Uridine treatment prevents myocardial injury in rat models of acute ischemia and ischemia/reperfusion by activating the mitochondrial ATP-dependent potassium channel

The effect of uridine on the myocardial ischemic and reperfusion injury was investigated. A possible mechanism of its cardioprotective action was established. Two rat models were used: (1) acute myocardial ischemia induced by occlusion of the left coronary artery for 60 min; and (2) myocardial ischemia/reperfusion with 30-min ischemia and 120-min reperfusion. In both models, treatment with uridine (30 mg/kg) prevented a decrease in cell energy supply and in the activity of the antioxidant system, as well as an increase in the level of lipid hydroperoxides and diene conjugates.
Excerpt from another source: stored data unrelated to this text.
//! Transport abstraction between the two game instances
//!
//! A transport is polled from the game loop; it never blocks and never calls
//! back into game code, so message handling is always interleaved with
//! simulation steps rather than concurrent to them.

use std::sync::Arc;

use dashmap::DashMap;
use parking_lot::Mutex;
use tokio::sync::mpsc;
use tracing::{debug, warn};

use super::protocol::{decode_peer, PeerMsg};
use super::room::RoomCode;

/// Events surfaced by a transport
#[derive(Debug, Clone, PartialEq)]
pub enum TransportEvent {
    /// Our identity is registered and usable
    Open { local_id: String },
    /// A peer link is established
    Connected { peer_id: String },
    /// Decoded message from the peer
    Data(PeerMsg),
    /// The peer link is gone
    Closed,
    Error(TransportError),
}

/// Transport failures. None of these are fatal to the process.
#[derive(Debug, Clone, PartialEq, Eq, thiserror::Error)]
pub enum TransportError {
    #[error("Connection is not open")]
    NotOpen,

    #[error("Peer service unavailable: {0}")]
    Unavailable(String),

    #[error("Could not connect to peer {0}")]
    PeerUnavailable(String),

    #[error("Relay error: {0}")]
    Relay(String),

    #[error("Failed to encode message: {0}")]
    Encode(String),
}

/// Abstract two-party message channel
pub trait Transport: Send {
    /// Link with a published identifier. Completion arrives as `Connected`.
    fn connect(&mut self, remote_id: &RoomCode) -> Result<(), TransportError>;

    /// Enqueue a message; fails unless a peer link is open
    fn send(&mut self, msg: &PeerMsg) -> Result<(), TransportError>;

    /// Next pending event, if any
    fn poll_event(&mut self) -> Option<TransportEvent>;

    fn is_connected(&self) -> bool;

    fn close(&mut self);
}

/// Creates transports registered under a chosen local id
pub trait Connector: Send {
    fn open(&mut self, local_id: RoomCode) -> Result<Box<dyn Transport>, TransportError>;
}

struct Endpoint {
    events: mpsc::UnboundedSender<TransportEvent>,
    peer: Arc<Mutex<Option<String>>>,
}

/// In-process network of transports keyed by id
#[derive(Clone, Default)]
pub struct LocalNetwork {
    endpoints: Arc<DashMap<String, Endpoint>>,
}

impl LocalNetwork {
    pub fn new() -> Self {
        Self::default()
    }

    pub fn register(&self, local_id: RoomCode) -> Result<LocalTransport, TransportError> {
        let id = local_id.to_string();
        let (tx, rx) = mpsc::unbounded_channel();
        let peer = Arc::new(Mutex::new(None));

        match self.endpoints.entry(id.clone()) {
            dashmap::mapref::entry::Entry::Occupied(_) => {
                return Err(TransportError::Relay(format!("id {} is taken", id)));
            }
            dashmap::mapref::entry::Entry::Vacant(slot) => {
                slot.insert(Endpoint {
                    events: tx.clone(),
                    peer: peer.clone(),
                });
            }
        }

        let _ = tx.send(TransportEvent::Open {
            local_id: id.clone(),
        });

        Ok(LocalTransport {
            network: self.clone(),
            id,
            events: rx,
            peer,
            connected: false,
            closed: false,
        })
    }

    pub fn len(&self) -> usize {
        self.endpoints.len()
    }

    pub fn is_empty(&self) -> bool {
        self.endpoints.is_empty()
    }

    fn deliver(&self, to: &str, event: TransportEvent) -> bool {
        match self.endpoints.get(to) {
            Some(endpoint) => endpoint.events.send(event).is_ok(),
            None => false,
        }
    }

    fn link(&self, from: &str, to: &str) -> Result<(), TransportError> {
        if from == to {
            return Err(TransportError::PeerUnavailable(to.to_string()));
        }
        let target_peer = match self.endpoints.get(to) {
            Some(endpoint) => endpoint.peer.clone(),
            None => return Err(TransportError::PeerUnavailable(to.to_string())),
        };
        {
            let mut target = target_peer.lock();
            if target.is_some() {
                return Err(TransportError::PeerUnavailable(to.to_string()));
            }
            *target = Some(from.to_string());
        }
        if let Some(endpoint) = self.endpoints.get(from) {
            *endpoint.peer.lock() = Some(to.to_string());
        }

        self.deliver(
            to,
            TransportEvent::Connected {
                peer_id: from.to_string(),
            },
        );
        self.deliver(
            from,
            TransportEvent::Connected {
                peer_id: to.to_string(),
            },
        );
        Ok(())
    }

    fn unregister(&self, id: &str) {
        if let Some((_, endpoint)) = self.endpoints.remove(id) {
            let peer = endpoint.peer.lock().take();
            if let Some(peer) = peer {
                if let Some(other) = self.endpoints.get(&peer) {
                    *other.peer.lock() = None;
                    let _ = other.events.send(TransportEvent::Closed);
                }
            }
        }
    }
}

impl Connector for LocalNetwork {
    fn open(&mut self, local_id: RoomCode) -> Result<Box<dyn Transport>, TransportError> {
        self.register(local_id).map(|t| Box::new(t) as Box<dyn Transport>)
    }
}

/// Transport over a [`LocalNetwork`]. Messages are JSON-encoded on the way
/// through so both sides see exactly what a remote peer would send.
pub struct LocalTransport {
    network: LocalNetwork,
    id: String,
    events: mpsc::UnboundedReceiver<TransportEvent>,
    peer: Arc<Mutex<Option<String>>>,
    connected: bool,
    closed: bool,
}

impl Transport for LocalTransport {
    fn connect(&mut self, remote_id: &RoomCode) -> Result<(), TransportError> {
        if self.closed {
            return Err(TransportError::NotOpen);
        }
        self.network.link(&self.id, remote_id.as_str())
    }

    fn send(&mut self, msg: &PeerMsg) -> Result<(), TransportError> {
        if !self.connected || self.closed {
            return Err(TransportError::NotOpen);
        }
        let peer = self.peer.lock().clone().ok_or(TransportError::NotOpen)?;
        let text = serde_json::to_string(msg).map_err(|e| TransportError::Encode(e.to_string()))?;

        match decode_peer(&text) {
            Ok(decoded) => {
                if !self.network.deliver(&peer, TransportEvent::Data(decoded)) {
                    return Err(TransportError::NotOpen);
                }
            }
            Err(e) => warn!(error = %e, "Dropping message that failed to round-trip"),
        }
        Ok(())
    }

    fn poll_event(&mut self) -> Option<TransportEvent> {
        let event = self.events.try_recv().ok()?;
        match &event {
            TransportEvent::Connected { .. } => self.connected = true,
            TransportEvent::Closed => self.connected = false,
            _ => {}
        }
        Some(event)
    }

    fn is_connected(&self) -> bool {
        self.connected && !self.closed
    }

    fn close(&mut self) {
        if self.closed {
            return;
        }
        self.closed = true;
        self.connected = false;
        self.network.unregister(&self.id);
        debug!(id = %self.id, "Local transport closed");
    }
}

impl Drop for LocalTransport {
    fn drop(&mut self) {
        self.close();
    }
}

#[cfg(test)]
mod tests {
    use super::*;

    fn code(s: &str) -> RoomCode {
        RoomCode::parse(s).unwrap()
    }

    fn drain(t: &mut LocalTransport) -> Vec<TransportEvent> {
        std::iter::from_fn(|| t.poll_event()).collect()
    }

    #[test]
    fn open_connect_send_close() {
        let net = LocalNetwork::new();
        let mut host = net.register(code("HOST")).unwrap();
        let mut client = net.register(code("CLNT")).unwrap();

        assert_eq!(
            drain(&mut host),
            vec![TransportEvent::Open {
                local_id: "HOST".into()
            }]
        );
        drain(&mut client);

        // Not yet linked
        assert_eq!(client.send(&PeerMsg::Start), Err(TransportError::NotOpen));

        client.connect(&code("host")).unwrap();
        assert_eq!(
            drain(&mut host),
            vec![TransportEvent::Connected {
                peer_id: "CLNT".into()
            }]
        );
        drain(&mut client);
        assert!(host.is_connected() && client.is_connected());

        host.send(&PeerMsg::Pipe { gap_top: 300.0, id: 7 }).unwrap();
        assert_eq!(
            drain(&mut client),
            vec![TransportEvent::Data(PeerMsg::Pipe { gap_top: 300.0, id: 7 })]
        );

        host.close();
        assert_eq!(drain(&mut client), vec![TransportEvent::Closed]);
        assert!(!client.is_connected());
        assert_eq!(net.len(), 1);
    }

    #[test]
    fn duplicate_id_is_rejected() {
        let net = LocalNetwork::new();
        let _first = net.register(code("ABCD")).unwrap();
        assert!(net.register(code("ABCD")).is_err());
    }

    #[test]
    fn third_party_cannot_join_busy_peer() {
        let net = LocalNetwork::new();
        let _host = net.register(code("HOST")).unwrap();
        let mut a = net.register(code("AAAA")).unwrap();
        let mut b = net.register(code("BBBB")).unwrap();
        a.connect(&code("HOST")).unwrap();
        assert_eq!(
            b.connect(&code("HOST")),
            Err(TransportError::PeerUnavailable("HOST".into()))
        );
    }

    #[test]
    fn unknown_peer_is_unavailable() {
        let net = LocalNetwork::new();
        let mut a = net.register(code("AAAA")).unwrap();
        assert!(matches!(
            a.connect(&code("ZZZZ")),
            Err(TransportError::PeerUnavailable(_))
        ));
    }
}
This led to a reduction of the necrosis zone in the myocardium and disturbances in the heart rhythm. The blocker of the mitochondrial ATP-dependent potassium (mitoK(ATP)) channel 5-hydroxydecanoate limited the positive effects of uridine. The data indicate that the cardioprotective action of uridine may be related to the activation of the mitoK(ATP) channel. Intravenously injected uridine was more rapidly eliminated from the blood in hypoxia than in normoxia, and the level of the mitoK(ATP) channel activator UDP in the myocardium after uridine administration increased. The results suggest that the use of uridine can be a potentially effective approach to the management of cardiovascular diseases.

Automated summary

The study demonstrated that uridine has a cardioprotective effect on myocardial ischemic and reperfusion injury, potentially by activating the mitoK(ATP) channel.